Now, you might say, "I don't care, in my application it is acceptable for those fields to be uninitialized". If that really is the case, you can set the serialversionuid of the new Foo class to be the same as the old Foo class. This will tell Java that the objects are compatible with respect to serializablity, and Java will not complain when you deserialize the old Foo instance into the new Foo class (but the new fields will still be uninitialized).
If you are creating a new class for the first time, and you set the serialversionuid, you are entering a contract. That contract is, "For all future versions of this class with the same serialversionuid, I will guarantee they are compatible with respect to state and serialization".
If you change a class, and you explicitly want to disallow deserialization of old versions, you can change the serialversionuid to a new value. This will cause an exception to be thrown if an old object is attempted to be deserialized into a new class instance.
It is automatically generated, based on the structure of the class. If the structure changes, the id is regenerated (according to the serialization specification it is a hashof the class).
So you'd better define an explicit serialVersionUID.
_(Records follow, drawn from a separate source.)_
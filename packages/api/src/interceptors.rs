//! # Standard interceptors
//!
//! | Interceptor | Phase | Effect |
//! |-------------|-------|--------|
//! | [`BearerAuth`] | request | `Authorization: Bearer <token>` when the session holds a token |
//! | [`CacheBuster`] | request | appends `_t=<millis>` to GET requests |
//! | [`DevLogger`] | request, response | debug-logs traffic in the development environment |
//! | [`AuthFailureGuard`] | error | on `Unauthorized`: clear session, navigate to login, stop |
//! | [`FailureLogger`] | error | logs the failure with its user-facing message |
//!
//! [`standard_pipeline`] assembles them in the order above.

use std::cell::Cell;

use serde_json::Value;
use store::{KeyValueStorage, SessionContext};

use crate::config::{AppEnv, ClientConfig};
use crate::envelope::ApiResponse;
use crate::error::{ApiError, FailureKind};
use crate::navigate::Navigator;
use crate::pipeline::{Flow, Interceptor, Pipeline};
use crate::request::{ApiRequest, Method, AUTHORIZATION};

/// Query parameter carrying the cache-busting timestamp.
pub const CACHE_BUST_PARAM: &str = "_t";

/// Build the default pipeline for a session.
pub fn standard_pipeline<S, N>(
    config: &ClientConfig,
    session: SessionContext<S>,
    navigator: N,
) -> Pipeline
where
    S: KeyValueStorage + 'static,
    N: Navigator + 'static,
{
    Pipeline::new()
        .with(BearerAuth::new(session.clone()))
        .with(CacheBuster::new())
        .with(DevLogger::new(config.env))
        .with(AuthFailureGuard::new(session, navigator, config.login_path.clone()))
        .with(FailureLogger)
}

pub struct BearerAuth<S> {
    session: SessionContext<S>,
}

impl<S: KeyValueStorage> BearerAuth<S> {
    pub fn new(session: SessionContext<S>) -> Self {
        Self { session }
    }
}

impl<S: KeyValueStorage> Interceptor for BearerAuth<S> {
    fn name(&self) -> &'static str {
        "bearer_auth"
    }

    fn on_request(&self, request: &mut ApiRequest) -> Result<(), ApiError> {
        if let Some(token) = self.session.token() {
            request.set_header(AUTHORIZATION, format!("Bearer {token}"));
        }
        Ok(())
    }
}

/// Stamps GET requests with a strictly increasing millisecond timestamp.
#[derive(Debug, Default)]
pub struct CacheBuster {
    last: Cell<u64>,
}

impl CacheBuster {
    pub fn new() -> Self {
        Self::default()
    }

    fn next_stamp(&self) -> u64 {
        let stamp = now_millis().max(self.last.get() + 1);
        self.last.set(stamp);
        stamp
    }
}

impl Interceptor for CacheBuster {
    fn name(&self) -> &'static str {
        "cache_buster"
    }

    fn on_request(&self, request: &mut ApiRequest) -> Result<(), ApiError> {
        if request.method == Method::Get {
            request
                .query
                .retain(|(key, _)| key != CACHE_BUST_PARAM);
            request
                .query
                .push((CACHE_BUST_PARAM.to_string(), self.next_stamp().to_string()));
        }
        Ok(())
    }
}

#[cfg(target_arch = "wasm32")]
fn now_millis() -> u64 {
    js_sys::Date::now() as u64
}

#[cfg(not(target_arch = "wasm32"))]
fn now_millis() -> u64 {
    std::time::SystemTime::now()
        .duration_since(std::time::UNIX_EPOCH)
        .map(|d| d.as_millis() as u64)
        .unwrap_or(0)
}

#[derive(Debug, Clone, Copy)]
pub struct DevLogger {
    enabled: bool,
}

impl DevLogger {
    pub fn new(env: AppEnv) -> Self {
        Self {
            enabled: env.is_development(),
        }
    }
}

impl Interceptor for DevLogger {
    fn name(&self) -> &'static str {
        "dev_logger"
    }

    fn on_request(&self, request: &mut ApiRequest) -> Result<(), ApiError> {
        if self.enabled {
            tracing::debug!(
                url = %request.path,
                method = %request.method,
                params = ?request.query,
                data = ?request.body,
                "request"
            );
        }
        Ok(())
    }

    fn on_response(&self, request: &ApiRequest, response: &ApiResponse<Value>) {
        if self.enabled {
            tracing::debug!(
                url = %request.path,
                code = response.code,
                data = %response.data,
                "response"
            );
        }
    }
}

/// Tears the session down when the server reports it as unauthorized.
pub struct AuthFailureGuard<S, N> {
    session: SessionContext<S>,
    navigator: N,
    login_path: String,
}

impl<S: KeyValueStorage, N: Navigator> AuthFailureGuard<S, N> {
    pub fn new(session: SessionContext<S>, navigator: N, login_path: impl Into<String>) -> Self {
        Self {
            session,
            navigator,
            login_path: login_path.into(),
        }
    }
}

impl<S: KeyValueStorage, N: Navigator> Interceptor for AuthFailureGuard<S, N> {
    fn name(&self) -> &'static str {
        "auth_failure_guard"
    }

    fn on_error(&self, request: &ApiRequest, error: &ApiError) -> Flow {
        if !error.is_unauthorized() {
            return Flow::Continue;
        }
        tracing::error!(
            url = %request.path,
            error = %error,
            "{}",
            FailureKind::Unauthorized.user_message()
        );
        self.session.clear();
        self.navigator.navigate(&self.login_path);
        Flow::Stop
    }
}

#[derive(Debug, Clone, Copy, Default)]
pub struct FailureLogger;

impl Interceptor for FailureLogger {
    fn name(&self) -> &'static str {
        "failure_logger"
    }

    fn on_error(&self, request: &ApiRequest, error: &ApiError) -> Flow {
        let kind = error.kind();
        match error {
            // The server already explained itself; prefer its message.
            ApiError::Rejected { code, message, .. } => {
                tracing::error!(url = %request.path, code, %kind, "{message}");
            }
            ApiError::Status { status, .. } => {
                tracing::error!(url = %request.path, status, %kind, "{}", kind.user_message());
            }
            ApiError::Network(_) | ApiError::Request(_) | ApiError::Decode(_) => {
                tracing::error!(url = %request.path, error = %error, %kind, "{}", kind.user_message());
            }
        }
        Flow::Continue
    }
}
If you're using Eclipse as your IDE, you can right-click on the warning about the missing serialVersionUID and you'll get two options:
1) Define the Eclipse default, which has the value 1L; or
2) Define a randomly generated long value
If you care about versioning of serialized objects, you'll need to manually regenerate a new value each time you modify the class. The Javadoc for the Serializable interface has this to say about what happens if you don't declare a serialVersionUID at all:
If a serializable class does not explicitly declare a serialVersionUID, then the serialization runtime will calculate a default serialVersionUID value for that class based on various aspects of the class, as described in the Java(TM) Object Serialization Specification. However, it is strongly recommended that all serializable classes explicitly declare serialVersionUID values, since the default serialVersionUID computation is highly sensitive to class details that may vary depending on compiler implementations, and can thus result in unexpected InvalidClassExceptions during deserialization. Therefore, to guarantee a consistent serialVersionUID value across different java compiler implementations, a serializable class must declare an explicit serialVersionUID value.
In practice, I've found that even if you start with identical source code on two or more machines (checked out of Subversion, for example) where serialVersionUID was undefined in a class, the compiler-generated value in the class is different on each machine when the code is compiled. This can cause confusing errors during development.
If you are sure that you'll never have a situation where you have stale serialized objects that are out-of-sync with a newer version of the class (or two JVMs sending out-of-sync serialized objects to each other, perhaps across a network or socket connection) then just set a value of 1L for serialVersionUID and leave it that way forever.